Configuring webpack

Styleguidist uses webpack under the hood and it needs to know how to load your project’s files.

Webpack is required to run Styleguidist but your project doesn’t have to use it.

note

See cookbook for more examples.

Reusing your project’s webpack config

By default, Styleguidist will try to find webpack.config.js in your project’s root directory and use it.

If your webpack config is located somewhere else, you need to load it manually:

module.exports = {
webpackConfig: require('./configs/webpack.js')
}

Or, merge it with other options:

module.exports = {
webpackConfig: Object.assign({}, require('./configs/webpack.js'), {
/* Custom config options */
})
}
caution

entry, externals, output, watch, and stats options will be ignored. For production builds, devtool will also be ignored.

caution

CommonsChunkPlugins, HtmlWebpackPlugin, MiniHtmlWebpackPlugin, UglifyJsPlugin, TerserPlugin, HotModuleReplacementPlugin plugins will be ignored because Styleguidist already includes them or they may break Styleguidist.

tip

If your loaders don’t work with Styleguidist try to make include and exclude absolute paths.

note

Babelified webpack configs (like webpack.config.babel.js) are not supported. We recommend to convert your config to native Node — Node 6 supports many ES6 features.

tip

Use webpack-merge for easier config merging.

Custom webpack config

Add a webpackConfig section to your styleguide.config.js:

module.exports = {
webpackConfig: {
module: {
rules: [
// Babel loader will use your project’s babel.config.js
{
test: /\.jsx?$/,
exclude: /node_modules/,
loader: 'babel-loader'
},
// Other loaders that are needed for your components
{
test: /\.css$/,
use: ['style-loader', 'css-loader']
}
]
}
}
}
caution

This option disables config load from webpack.config.js, see above how to load your config manually.

caution

entry, externals, output, watch, and stats options will be ignored. For production builds, devtool will also be ignored.

caution

CommonsChunkPlugins, HtmlWebpackPlugin, MiniHtmlWebpackPlugin, UglifyJsPlugin, TerserPlugin, HotModuleReplacementPlugin plugins will be ignored because Styleguidist already includes them or they may break Styleguidist.

Create React App

Create React App is supported out of the box, you don’t even need to create a style guide config if your components could be found using a default pattern: all files with .js or .jsx extensions inside src/components or src/Components folders.

Next.js

The Next.js framework abstracts away webpack for you, but it still uses webpack under the hood.

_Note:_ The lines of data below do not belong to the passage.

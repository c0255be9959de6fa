//! Tab collection model for a tabbed window.
//!
//! The crate owns the ordered list of tabs, which one is active, and which
//! are pinned or blocked, and keeps every view of the strip in sync through
//! an observer bridge. Rendering, input and the contents of the tabs belong
//! to the host.
//!
//! - [`TabStripModel`]: the collection and every mutation on it
//! - [`OrderController`]: where new tabs go and who is selected after a close
//! - [`TabStripModelObserver`]: notifications, delivered after each mutation
//! - [`TabStripModelDelegate`]: work the model hands back to its owner
//! - [`TabContents`]: what the model needs from the contents of a tab
//! - [`EventRecorder`]: an observer that records serializable events
//!
//! Configuration lives in the `tab-strip-config` crate and is re-exported
//! here.

pub mod contents;
pub mod debug;
pub mod delegate;
pub mod error;
pub mod events;
pub mod observer;
pub mod order_controller;
pub mod tab_strip;

pub use contents::{ContentsHandle, TabContents, same_contents};
pub use delegate::TabStripModelDelegate;
pub use error::TabStripError;
pub use events::{EventRecorder, TabStripEvent, TabStripEventData};
pub use observer::{ObserverList, TabStripModelObserver};
pub use order_controller::{DefaultOrderController, OrderController, StripState};
pub use tab_strip::{
    AddTabFlags, CloseTabFlags, ContextMenuCommand, TabChangeType, TabReplaceType, TabStripModel,
};

pub use tab_strip_config::{
    ConfigError, InsertionPolicy, LogLevel, PageTransition, TabStripConfig, TransitionPlacement,
};
//! The `TabStripConfig` document.

use std::collections::BTreeMap;

use serde::{Deserialize, Serialize};

use crate::types::{InsertionPolicy, LogLevel, PageTransition, TransitionPlacement};

/// Tab strip configuration.
///
/// Every field has a default, so a partial (or empty) YAML document is a
/// valid config.
#[derive(Debug, Clone, Serialize, Deserialize, PartialEq)]
pub struct TabStripConfig {
    /// Where foreground tabs are inserted relative to the active tab
    #[serde(default)]
    pub insertion_policy: InsertionPolicy,

    /// Per-transition overrides of the default placement table.
    ///
    /// Transitions without an entry use [`PageTransition::default_placement`].
    #[serde(default)]
    pub transition_placement: BTreeMap<PageTransition, TransitionPlacement>,

    /// Maximum number of events an `EventRecorder` buffers (0 = unlimited)
    #[serde(default = "crate::defaults::event_history_limit")]
    pub event_history_limit: usize,

    /// Verbosity of the debug log bridge
    #[serde(default)]
    pub log_level: LogLevel,
}

impl Default for TabStripConfig {
    fn default() -> Self {
        Self {
            insertion_policy: InsertionPolicy::default(),
            transition_placement: BTreeMap::new(),
            event_history_limit: crate::defaults::event_history_limit(),
            log_level: LogLevel::default(),
        }
    }
}

impl TabStripConfig {
    /// Effective placement for `transition`, honouring overrides.
    pub fn placement_for(&self, transition: PageTransition) -> TransitionPlacement {
        self.transition_placement
            .get(&transition)
            .copied()
            .unwrap_or_else(|| transition.default_placement())
    }

    /// The full placement table with overrides applied, one entry per
    /// transition.
    pub fn placement_table(&self) -> BTreeMap<PageTransition, TransitionPlacement> {
        PageTransition::all()
            .iter()
            .map(|t| (*t, self.placement_for(*t)))
            .collect()
    }
}
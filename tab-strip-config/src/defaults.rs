//! Default value functions for configuration.
//!
//! Used as `#[serde(default = "crate::defaults::...")]` attributes on
//! `TabStripConfig` fields.

pub fn event_history_limit() -> usize {
    1024
}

After configuring your webpack loaders in styleguide.config.js you will need to also configure Babel. First install all the required Babel dependencies:

npm install --save-dev babel-loader @babel/core @babel/preset-react

Next, you'll want to configure Babel to use the appropriate presets, here is an example .babelrc file:

{
"presets": ["@babel/preset-react"]
}

That's it, notice that we don't need to install webpack as it's already included by Next.js.

Non-webpack projects

To use features, not supported by browsers, like JSX, you’ll need to compile your code with Babel or another tool.

Let’s configure Styleguidist with Babel.

info

Babel is not required for Styleguidist or React, but likely you’ll want to use it to run your code.

First, install the Babel webpack loader:

npm install --save-dev babel-loader
caution

If your project doesn’t use webpack you still need to add webpack loaders for your files, otherwise Styleguidist won’t be able to load your code.

Then, add a webpackConfig section to your styleguide.config.js

module.exports = {
webpackConfig: {
module: {
rules: [
{
test: /\.jsx?$/,
exclude: /node_modules/,
loader: 'babel-loader'
}
]
}
}
}

or create a webpack config, webpack.config.js:

module: {
rules: [
{
test: /\.jsx?$/,
exclude: /node_modules/,
loader: 'babel-loader'
}
]
}

If you don’t have Babel in your project, you need to install it with two presets — env and react:

npm install --save-dev @babel/core @babel/preset-env @babel/preset-react

And create a config file in your project’s root folder, babel.config.js:

module.exports = {
presets: [
[
'@babel/env',
{
modules: false,
useBuiltIns: 'usage'
}
],
'@babel/react'
]
}

We also recommend to add a browserslist config to your package.json file like this:

+ "browserslist": [
+ ">1%",
+ "last 1 version",
+ "Firefox ESR",
+ "not dead"
+ ]

This will tell Babel (and some other tools) which browsers you support, so it won’t apply unnecessary transformations, making code smaller and faster.

When nothing else works

In very rare cases, like using legacy or third-party libraries, you may need to change webpack options that Styleguidist doesn’t allow you to change via webpackConfig options. In this case, you can use dangerouslyUpdateWebpackConfig option.

danger

You may break Styleguidist using this option, use it at your own risk.